* **Input data**:
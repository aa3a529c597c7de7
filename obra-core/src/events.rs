use std::sync::{
    atomic::{AtomicU64, Ordering},
    Arc, RwLock,
};

#[derive(Debug, Clone, Copy, PartialEq, Eq, Hash)]
pub struct ListenerId(u64);

static LISTENER_ID: AtomicU64 = AtomicU64::new(1);

fn next_listener_id() -> ListenerId {
    ListenerId(LISTENER_ID.fetch_add(1, Ordering::Relaxed))
}

#[derive(Debug, Clone, Copy, PartialEq, Eq, Hash)]
pub enum NoticeLevel {
    Info,
    Success,
    Error,
}

/// A short, transient, user-facing message.
#[derive(Debug, Clone, PartialEq, Eq)]
pub struct Notice {
    pub level: NoticeLevel,
    pub message: String,
}

impl Notice {
    pub fn info(message: impl Into<String>) -> Self {
        Self {
            level: NoticeLevel::Info,
            message: message.into(),
        }
    }

    pub fn success(message: impl Into<String>) -> Self {
        Self {
            level: NoticeLevel::Success,
            message: message.into(),
        }
    }

    pub fn error(message: impl Into<String>) -> Self {
        Self {
            level: NoticeLevel::Error,
            message: message.into(),
        }
    }
}

/// Things the client tells whoever renders it.
#[derive(Debug, Clone, PartialEq, Eq)]
pub enum ClientEvent {
    Notice(Notice),
    LoggedIn { email: Option<String> },
    /// The server refused the token; the session has already been cleared.
    SessionExpired,
    LoggedOut,
    Saved { resource: String },
}

pub type EventListener = Arc<dyn Fn(&ClientEvent) + Send + Sync>;

#[derive(Clone)]
struct ListenerEntry {
    id: ListenerId,
    listener: EventListener,
    once: bool,
}

/// Minimal synchronous event hub.
///
/// Emission snapshots the listener list under a read lock and calls the
/// listeners with no lock held, so a listener may register or remove
/// listeners itself.
#[derive(Default)]
pub struct EventHub {
    listeners: RwLock<Vec<ListenerEntry>>,
}

impl EventHub {
    pub fn new() -> Self {
        Self::default()
    }

    pub fn on(&self, listener: EventListener) -> ListenerId {
        self.push(listener, false)
    }

    pub fn once(&self, listener: EventListener) -> ListenerId {
        self.push(listener, true)
    }

    fn push(&self, listener: EventListener, once: bool) -> ListenerId {
        let id = next_listener_id();
        let mut guard = self.listeners.write().unwrap_or_else(|e| e.into_inner());
        guard.push(ListenerEntry { id, listener, once });
        id
    }

    pub fn off(&self, id: ListenerId) -> bool {
        let mut guard = self.listeners.write().unwrap_or_else(|e| e.into_inner());
        let before = guard.len();
        guard.retain(|e| e.id != id);
        guard.len() != before
    }

    pub fn listener_count(&self) -> usize {
        self.listeners.read().unwrap_or_else(|e| e.into_inner()).len()
    }

    pub fn emit(&self, event: &ClientEvent) {
        let snapshot: Vec<ListenerEntry> = self
            .listeners
            .read()
            .unwrap_or_else(|e| e.into_inner())
            .clone();

        let mut fired_once = Vec::new();
        for entry in &snapshot {
            (entry.listener)(event);
            if entry.once {
                fired_once.push(entry.id);
            }
        }

        if !fired_once.is_empty() {
            let mut guard = self.listeners.write().unwrap_or_else(|e| e.into_inner());
            guard.retain(|e| !fired_once.contains(&e.id));
        }
    }

    pub fn notify(&self, notice: Notice) {
        self.emit(&ClientEvent::Notice(notice));
    }
}

impl std::fmt::Debug for EventHub {
    fn fmt(&self, f: &mut std::fmt::Formatter<'_>) -> std::fmt::Result {
        f.debug_struct("EventHub")
            .field("listeners", &self.listener_count())
            .finish()
    }
}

* **Problem details**:
The data above needs to be given again exactly, with no line left out.

* **Answer box**:
repository aa3a529c597c7de7
filename obra-core/src/events.rs
use std::sync::{
    atomic::{AtomicU64, Ordering},
    Arc, RwLock,
};

#[derive(Debug, Clone, Copy, PartialEq, Eq, Hash)]
pub struct ListenerId(u64);

static LISTENER_ID: AtomicU64 = AtomicU64::new(1);

fn next_listener_id() -> ListenerId {
    ListenerId(LISTENER_ID.fetch_add(1, Ordering::Relaxed))
}

#[derive(Debug, Clone, Copy, PartialEq, Eq, Hash)]
pub enum NoticeLevel {
    Info,
    Success,
    Error,
}

/// A short, transient, user-facing message.
#[derive(Debug, Clone, PartialEq, Eq)]
pub struct Notice {
    pub level: NoticeLevel,
    pub message: String,
}

impl Notice {
    pub fn info(message: impl Into<String>) -> Self {
        Self {
            level: NoticeLevel::Info,
            message: message.into(),
        }
    }

    pub fn success(message: impl Into<String>) -> Self {
        Self {
            level: NoticeLevel::Success,
            message: message.into(),
        }
    }

    pub fn error(message: impl Into<String>) -> Self {
        Self {
            level: NoticeLevel::Error,
            message: message.into(),
        }
    }
}

/// Things the client tells whoever renders it.
#[derive(Debug, Clone, PartialEq, Eq)]
pub enum ClientEvent {
    Notice(Notice),
    LoggedIn { email: Option<String> },
    /// The server refused the token; the session has already been cleared.
    SessionExpired,
    LoggedOut,
    Saved { resource: String },
}

pub type EventListener = Arc<dyn Fn(&ClientEvent) + Send + Sync>;

#[derive(Clone)]
struct ListenerEntry {
    id: ListenerId,
    listener: EventListener,
    once: bool,
}

/// Minimal synchronous event hub.
///
/// Emission snapshots the listener list under a read lock and calls the
/// listeners with no lock held, so a listener may register or remove
/// listeners itself.
#[derive(Default)]
pub struct EventHub {
    listeners: RwLock<Vec<ListenerEntry>>,
}

impl EventHub {
    pub fn new() -> Self {
        Self::default()
    }

    pub fn on(&self, listener: EventListener) -> ListenerId {
        self.push(listener, false)
    }

    pub fn once(&self, listener: EventListener) -> ListenerId {
        self.push(listener, true)
    }

    fn push(&self, listener: EventListener, once: bool) -> ListenerId {
        let id = next_listener_id();
        let mut guard = self.listeners.write().unwrap_or_else(|e| e.into_inner());
        guard.push(ListenerEntry { id, listener, once });
        id
    }

    pub fn off(&self, id: ListenerId) -> bool {
        let mut guard = self.listeners.write().unwrap_or_else(|e| e.into_inner());
        let before = guard.len();
        guard.retain(|e| e.id != id);
        guard.len() != before
    }

    pub fn listener_count(&self) -> usize {
        self.listeners.read().unwrap_or_else(|e| e.into_inner()).len()
    }

    pub fn emit(&self, event: &ClientEvent) {
        let snapshot: Vec<ListenerEntry> = self
            .listeners
            .read()
            .unwrap_or_else(|e| e.into_inner())
            .clone();

        let mut fired_once = Vec::new();
        for entry in &snapshot {
            (entry.listener)(event);
            if entry.once {
                fired_once.push(entry.id);
            }
        }

        if !fired_once.is_empty() {
            let mut guard = self.listeners.write().unwrap_or_else(|e| e.into_inner());
            guard.retain(|e| !fired_once.contains(&e.id));
        }
    }

    pub fn notify(&self, notice: Notice) {
        self.emit(&ClientEvent::Notice(notice));
    }
}

impl std::fmt::Debug for EventHub {
    fn fmt(&self, f: &mut std::fmt::Formatter<'_>) -> std::fmt::Result {
        f.debug_struct("EventHub")
            .field("listeners", &self.listener_count())
            .finish()
    }
}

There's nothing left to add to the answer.